They say that without trust, a relationship can never survive, and in many ways, that’s true.

The problem is that even if someone is loyal and reliable, trust issues can creep in and make things tough — whether it’s in friendships, romantic relationships, or even work dynamics. However, if you recognise these behaviours, you can start to overcome them and start building stronger connections. Here are some red flags that show you need to work on your ability to trust, as well as some suggestions for how to do so.
1. You constantly overthink people’s intentions.

If you’re always second-guessing what people mean or assuming there’s a hidden agenda, trust issues might be at play. Overthinking often stems from past betrayals, but it creates unnecessary tension. Start by asking clarifying questions when you’re unsure—it builds understanding and reduces misinterpretation.
2. You find it hard to let your guard down.

Keeping your walls up may feel safe, but it can prevent meaningful connections. Trust issues often make you fear vulnerability, but relationships thrive on openness.
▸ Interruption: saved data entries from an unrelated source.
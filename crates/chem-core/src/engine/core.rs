//! Orquestador del pipeline de enriquecimiento.

use chem_domain::{CompoundId, CompoundRecord, ResolutionContext};
use log::{debug, error, info, warn};
use uuid::Uuid;

use crate::constants::PIPELINE_VERSION;
use crate::engine::{EmptyNotationPolicy, PipelineBuilder, PipelineOptions, RecordOutcome, RunSummary, WriteFailure,
                    WriteFailurePolicy};
use crate::errors::{classify_error, ErrorClass, PipelineError};
use crate::event::{EventLog, InMemoryEventLog, PipelineEvent, PipelineEventKind};
use crate::hashing::hash_bytes;
use crate::repo::CompoundStore;
use crate::step::{IdentifierResolver, NotationGate, NotationResolver, StructureConverter};

/// Pipeline secuencial: un registro se procesa por completo (identificador ->
/// notación -> gate -> conversión -> escritura) antes de iniciar el
/// siguiente.
///
/// Invariantes:
/// - Cualquier error distinto de `StoreWrite` aborta la corrida; no hay
///   reintentos.
/// - `StoreWrite` se trata según `WriteFailurePolicy`.
/// - Si no hay identificador externo no se consulta la notación.
pub struct EnrichmentPipeline<S, L = InMemoryEventLog>
    where S: CompoundStore,
          L: EventLog
{
    pub(crate) store: S,
    pub(crate) events: L,
    pub(crate) identifier: Box<dyn IdentifierResolver>,
    pub(crate) notation: Box<dyn NotationResolver>,
    pub(crate) gate: Box<dyn NotationGate>,
    pub(crate) converter: Box<dyn StructureConverter>,
    pub(crate) options: PipelineOptions,
    pub(crate) last_run_id: Option<Uuid>,
}

impl<S: CompoundStore> EnrichmentPipeline<S, InMemoryEventLog> {
    /// Crea un builder con el store obligatorio y log de eventos en memoria.
    #[inline]
    pub fn builder(store: S) -> PipelineBuilder<S, InMemoryEventLog> {
        PipelineBuilder::new(store)
    }
}

impl<S, L> EnrichmentPipeline<S, L>
    where S: CompoundStore,
          L: EventLog
{
    pub fn store(&self) -> &S {
        &self.store
    }

    /// Eventos de la última corrida (vacío si aún no se ejecutó).
    pub fn events(&self) -> Vec<PipelineEvent> {
        self.last_run_id.map(|id| self.events.list(id)).unwrap_or_default()
    }

    pub fn last_run_id(&self) -> Option<Uuid> {
        self.last_run_id
    }

    /// Devuelve el store (para inspección tras la corrida).
    pub fn into_store(self) -> S {
        self.store
    }

    fn emit(&mut self, run_id: Uuid, compound_id: Option<CompoundId>, kind: PipelineEventKind) {
        let ev = self.events.append_kind(run_id, compound_id, kind);
        debug!("event run_id={run_id} seq={} compound={:?} kind={}",
               ev.seq,
               ev.compound_id,
               ev.kind.variant_name());
    }

    /// Ejecuta una pasada completa sobre los registros no enriquecidos.
    pub fn run(&mut self) -> Result<RunSummary, PipelineError> {
        let run_id = Uuid::new_v4();
        self.last_run_id = Some(run_id);
        info!("run:start run_id={run_id} version={PIPELINE_VERSION}");

        let mut records = self.store.select_unenriched().map_err(|e| {
                                                             error!("run:select error run_id={run_id} err={e}");
                                                             e
                                                         })?;
        if let Some(limit) = self.options.limit {
            records.truncate(limit);
        }
        info!("run:selected run_id={run_id} count={}", records.len());
        self.emit(run_id,
                  None,
                  PipelineEventKind::RunStarted { pipeline_version: PIPELINE_VERSION.to_string(),
                                                  selected: records.len() });

        let mut summary = RunSummary::new(run_id, records.len());
        for record in records {
            let compound_id = record.compound_id;
            match self.process_record(run_id, record) {
                Ok(RecordOutcome::Persisted) => summary.persisted += 1,
                Ok(RecordOutcome::Skipped) => summary.skipped += 1,
                Ok(RecordOutcome::WriteFailed(error)) => summary.write_failures.push(WriteFailure { compound_id, error }),
                Err(e) => {
                    error!("run:abort run_id={run_id} compound={compound_id} err={e}");
                    self.emit(run_id, Some(compound_id), PipelineEventKind::Aborted { error: e.to_string() });
                    return Err(e);
                }
            }
        }

        self.emit(run_id,
                  None,
                  PipelineEventKind::RunCompleted { persisted: summary.persisted,
                                                    skipped: summary.skipped,
                                                    write_failures: summary.write_failures.len() });
        info!("run:done run_id={run_id} selected={} persisted={} skipped={} write_failures={}",
              summary.selected,
              summary.persisted,
              summary.skipped,
              summary.write_failures.len());
        Ok(summary)
    }

    /// Procesa un registro recorriendo la máquina de estados de
    /// `ResolutionContext`.
    fn process_record(&mut self, run_id: Uuid, record: CompoundRecord) -> Result<RecordOutcome, PipelineError> {
        let id = record.compound_id;
        info!("record:start compound={id} cas={:?} name={:?}", record.registry_number, record.substance_name);
        self.gate.announce(&record)?;
        let mut ctx = ResolutionContext::new(record);
        self.emit(run_id,
                  Some(id),
                  PipelineEventKind::RecordStarted { registry_number: ctx.registry_number().to_string() });

        // START -> IDENTIFIER_RESOLVED
        let external_id = self.identifier.resolve_identifier(ctx.registry_number())?;
        if external_id.is_none() {
            info!("record:identifier not found compound={id}");
        }
        ctx.identifier_resolved(external_id.clone())?;
        self.emit(run_id, Some(id), PipelineEventKind::IdentifierResolved { external_id });

        // IDENTIFIER_RESOLVED -> NOTATION_RESOLVED
        let notation = match ctx.external_compound_id() {
            Some(cid) => self.notation.resolve_notation(cid)?,
            None => None,
        };
        ctx.notation_resolved(notation.clone())?;
        self.emit(run_id, Some(id), PipelineEventKind::NotationResolved { notation });

        // NOTATION_RESOLVED -> OVERRIDE_APPLIED
        let final_notation = self.gate.confirm_or_override(ctx.notation())?;
        let overridden = final_notation != ctx.notation().unwrap_or("");
        ctx.override_applied(final_notation.clone())?;
        self.emit(run_id,
                  Some(id),
                  PipelineEventKind::OverrideApplied { notation: final_notation, overridden });

        if ctx.notation().is_none() && self.options.empty_notation == EmptyNotationPolicy::Skip {
            ctx.skipped()?;
            warn!("record:skipped compound={id} reason=empty notation");
            self.emit(run_id,
                      Some(id),
                      PipelineEventKind::Skipped { reason: "empty notation".into() });
            return Ok(RecordOutcome::Skipped);
        }

        // OVERRIDE_APPLIED -> CONVERTED
        let encoding = self.converter.convert(ctx.notation().unwrap_or(""))?;
        if !encoding.matches_sentinel() {
            warn!("record:convert compound={id} output does not start with the enriched sentinel; it will be selected again");
        }
        let bytes = encoding.len();
        let fingerprint = hash_bytes(encoding.as_bytes());
        ctx.converted(encoding)?;
        self.emit(run_id, Some(id), PipelineEventKind::Converted { bytes, fingerprint });

        // CONVERTED -> PERSISTED
        let write = match ctx.structure_encoding() {
            Some(enc) => self.store.write_encoding(id, enc),
            None => Err(PipelineError::Internal("converted context without encoding".into())),
        };
        match write {
            Ok(()) => {
                ctx.persisted()?;
                info!("record:persisted compound={id} bytes={bytes}");
                self.emit(run_id, Some(id), PipelineEventKind::Persisted);
                Ok(RecordOutcome::Persisted)
            }
            Err(e) if classify_error(&e) == ErrorClass::BestEffort
                      && self.options.write_failure == WriteFailurePolicy::Continue =>
            {
                error!("record:write failed compound={id} err={e} (continuing)");
                self.emit(run_id, Some(id), PipelineEventKind::WriteFailed { error: e.to_string() });
                Ok(RecordOutcome::WriteFailed(e.to_string()))
            }
            Err(e) => Err(e),
        }
    }
}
Start small by sharing a little about yourself and observing how people respond—it’s a step toward building trust gradually.
3. You assume the worst in people.

If you frequently expect people to let you down or hurt you, it’s likely your trust issues are influencing your perspective. This mindset can push people away. Practise challenging these thoughts by considering evidence of positive intentions instead of focusing solely on fears.
4. You snoop or seek constant reassurance.

Checking someone’s phone, asking repeated questions, or needing constant validation are signs of trust struggles. These behaviours can damage relationships further. Instead, work on building self-confidence and addressing the root of your insecurities, possibly with the help of a therapist.
5. You avoid committing to relationships.

Fear of being hurt or betrayed can make commitment feel impossible. If you find yourself hesitating to deepen a connection, trust issues may be holding you back. Reflect on what scares you about commitment and take baby steps toward opening up in safe, gradual ways.
6. You struggle with forgiveness.

If you hold onto things that happened in the past, it can hinder your ability to trust people. Forgiveness doesn’t mean forgetting or excusing harm—it means releasing the emotional hold it has on you. Journaling or therapy can help you process past hurts and move forward.
7. You feel overly suspicious in relationships.

Trust issues often manifest as suspicion, even when there’s no concrete reason for it. Constantly questioning someone’s actions or motives can create unnecessary conflict. Challenge these feelings by identifying evidence that supports trust rather than doubt.
8. You withdraw when things get too close.

Pushing people away or withdrawing emotionally when relationships deepen is a defence mechanism. It may feel like self-protection, but it prevents true intimacy. Recognising this pattern is the first step—then, practise staying present in those moments rather than retreating.
9. You struggle to delegate or rely on other people.

Trust issues aren’t limited to personal relationships—they can show up at work or in group settings. If you find it hard to delegate tasks or rely on anyone, you may fear being let down. Start small by delegating a single task and observing the outcome—it can help build trust incrementally.
10. You feel anxious when people don’t respond immediately.

Overthinking why someone hasn’t replied to a text or call is a common sign of trust issues. This anxiety often stems from a fear of being ignored or rejected. Practise reminding yourself that delays are often unrelated to you, and give people the benefit of the doubt.
11. You find it hard to believe compliments or positive feedback.

If you brush off kind words or assume people don’t mean what they say, trust issues could be influencing your self-perception. Start practising self-compassion and actively accepting compliments with a simple “thank you.” Over time, this builds confidence and reduces doubt.
12. You overanalyse small conflicts.

Blowing minor disagreements out of proportion or fearing they signal the end of a relationship is another sign of trust issues. Remind yourself that healthy relationships can weather conflict, and not every disagreement has deeper implications. Focus on resolving the issue calmly rather than spiralling into worst-case scenarios.
13. You rely heavily on control.

Trust issues can lead to a need for control over situations or people to feel secure. Micromanaging or overly structuring interactions might feel like a safeguard, but it can strain relationships. Practise loosening your grip by allowing other people to take the lead occasionally—it’s a leap of faith that can pay off.
14. You find it hard to trust yourself.

At the core of many trust issues is a lack of self-trust. If you doubt your own decisions or intuition, it can make trusting people feel impossible. Build self-trust by reflecting on past experiences where you made good choices and remind yourself of your ability to navigate challenges.